Lawsuit Lenders Should Be Regulated as Other Lenders

March 26, 2014
The Nashville Area Hispanic Chamber of Commerce is currying favor for a proposal in the state legislature that shields people from predatory lending tied to lawsuit payouts.

"Litigation lenders" offer advances to those who need help with medical or legal fees or other costs while awaiting a settlement. They are able to impose as much interest as they see fit -- unlike thrifts that are limited to 24 percent, credit card issuers that cannot charge more than 21 percent, and installment loans that are capped at 18 percent. "What happens to the consumer?" writes Nashville Area Hispanic Chamber of Commerce President and CEO Yuri Cunza in an opinion piece. "They may not only never see a penny from the legal settlement, they maybe have to sell a car or a house to pay back the lender -- if they even own a car or home."
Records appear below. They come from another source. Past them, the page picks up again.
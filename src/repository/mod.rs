pub mod attendance;
pub mod leave;
pub mod leave_type;
pub mod user;
pub mod work_break;

pub use attendance::{AttendanceRepository, MySqlAttendanceRepository};
pub use leave::{LeaveRepository, MySqlLeaveRepository};
pub use leave_type::{LeaveTypeRepository, MySqlLeaveTypeRepository};
pub use user::{MySqlUserRepository, UserRepository};
pub use work_break::{BreakRepository, MySqlBreakRepository};
//! Core transport trait for the queue bus.

use std::error::Error;
use std::time::Duration;

use async_trait::async_trait;
use thiserror::Error;

use super::message::{RawMessage, ReceiptHandle};

/// Error type for transport operations.
#[derive(Debug, Error)]
pub enum TransportError {
    /// Connection to the broker failed
    #[error("connection failed: {0}")]
    ConnectionFailed(String),
    /// The addressed queue does not exist
    #[error("queue not found: {0}")]
    QueueNotFound(String),
    /// The receipt does not match a message currently in flight
    #[error("invalid receipt handle: {0}")]
    InvalidReceipt(String),
    /// The broker rejected the request
    #[error("request rejected: {0}")]
    Rejected(String),
    /// Timeout waiting for the broker
    #[error("transport timeout")]
    Timeout,
    /// Other error
    #[error("transport error: {0}")]
    Other(Box<dyn Error + Send + Sync>),
}

/// Trait for the queue capability the consumer and publisher are built on.
///
/// Implementations might include:
/// - `InMemoryQueue` - For testing and single-process scenarios
/// - an SQS client (real AWS or LocalStack)
/// - a RabbitMQ or Redis Streams adapter
///
/// Queue addresses are opaque strings and are passed on every call, so one
/// transport handle can receive from the request queue and send to any
/// number of caller-owned reply queues.
#[async_trait]
pub trait QueueTransport: Send + Sync {
    /// Long-poll `queue` for up to `max_messages` messages.
    ///
    /// Returns as soon as at least one message is available, or an empty
    /// vec once `wait` elapses. An empty result is not an error.
    async fn receive(
        &self,
        queue: &str,
        max_messages: usize,
        wait: Duration,
    ) -> Result<Vec<RawMessage>, TransportError>;

    /// Remove a received message from `queue` so it is never redelivered.
    async fn delete(&self, queue: &str, receipt: &ReceiptHandle) -> Result<(), TransportError>;

    /// Send a serialized body to `queue`.
    async fn send(&self, queue: &str, body: String) -> Result<(), TransportError>;
}
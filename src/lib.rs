pub mod bus;
pub mod config;
pub mod profile;
pub mod service;

pub use bus::{InMemoryQueue, Publisher, QueueTransport};
pub use config::{ConsumerConfig, QueueSettings, RoleIds};
pub use profile::{FullProfileResolver, ProfileResolver, UserProfileRequestedHandler};
pub use service::{
    build_handler_registry, Consumer, ConsumerHandle, Envelope, HandlerRegistry, MessageHandler,
    ResolvedResponse,
};
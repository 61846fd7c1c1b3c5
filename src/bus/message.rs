//! Transport-level message as handed out by a queue.

use std::fmt;

/// Opaque token identifying one delivery of a message.
///
/// A fresh receipt is issued on every delivery, so a receipt from an
/// expired delivery no longer deletes the message.
#[derive(Clone, Debug, PartialEq, Eq, Hash)]
pub struct ReceiptHandle(String);

impl ReceiptHandle {
    pub fn new(token: impl Into<String>) -> Self {
        Self(token.into())
    }

    pub fn as_str(&self) -> &str {
        &self.0
    }
}

impl fmt::Display for ReceiptHandle {
    fn fmt(&self, f: &mut fmt::Formatter<'_>) -> fmt::Result {
        f.write_str(&self.0)
    }
}

/// A message received from a queue, before any parsing.
#[derive(Clone, Debug)]
pub struct RawMessage {
    /// Stable identifier of the message across redeliveries
    pub message_id: String,
    /// Receipt for this particular delivery
    pub receipt: ReceiptHandle,
    /// Serialized body (JSON for every message this crate produces)
    pub body: String,
    /// How many times the message has been delivered, starting at 1
    pub receive_count: u32,
}

impl RawMessage {
    pub fn new(
        message_id: impl Into<String>,
        receipt: ReceiptHandle,
        body: impl Into<String>,
    ) -> Self {
        Self {
            message_id: message_id.into(),
            receipt,
            body: body.into(),
            receive_count: 1,
        }
    }

    /// Whether this delivery is a redelivery of an earlier one.
    pub fn is_redelivery(&self) -> bool {
        self.receive_count > 1
    }
}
The Tennessee Litigation Financing Consumer Protection Act, under consideration in the state House, would not prohibit lawsuit lending but would make sure that providers are subject to the same rules as other lenders in the state and ensure that they do not prey on state residents. The Tennessee Senate has already passed a companion bill, which would restrict lenders to collecting no more than $300 in fees per year, for up to three years, per $1,000 lent.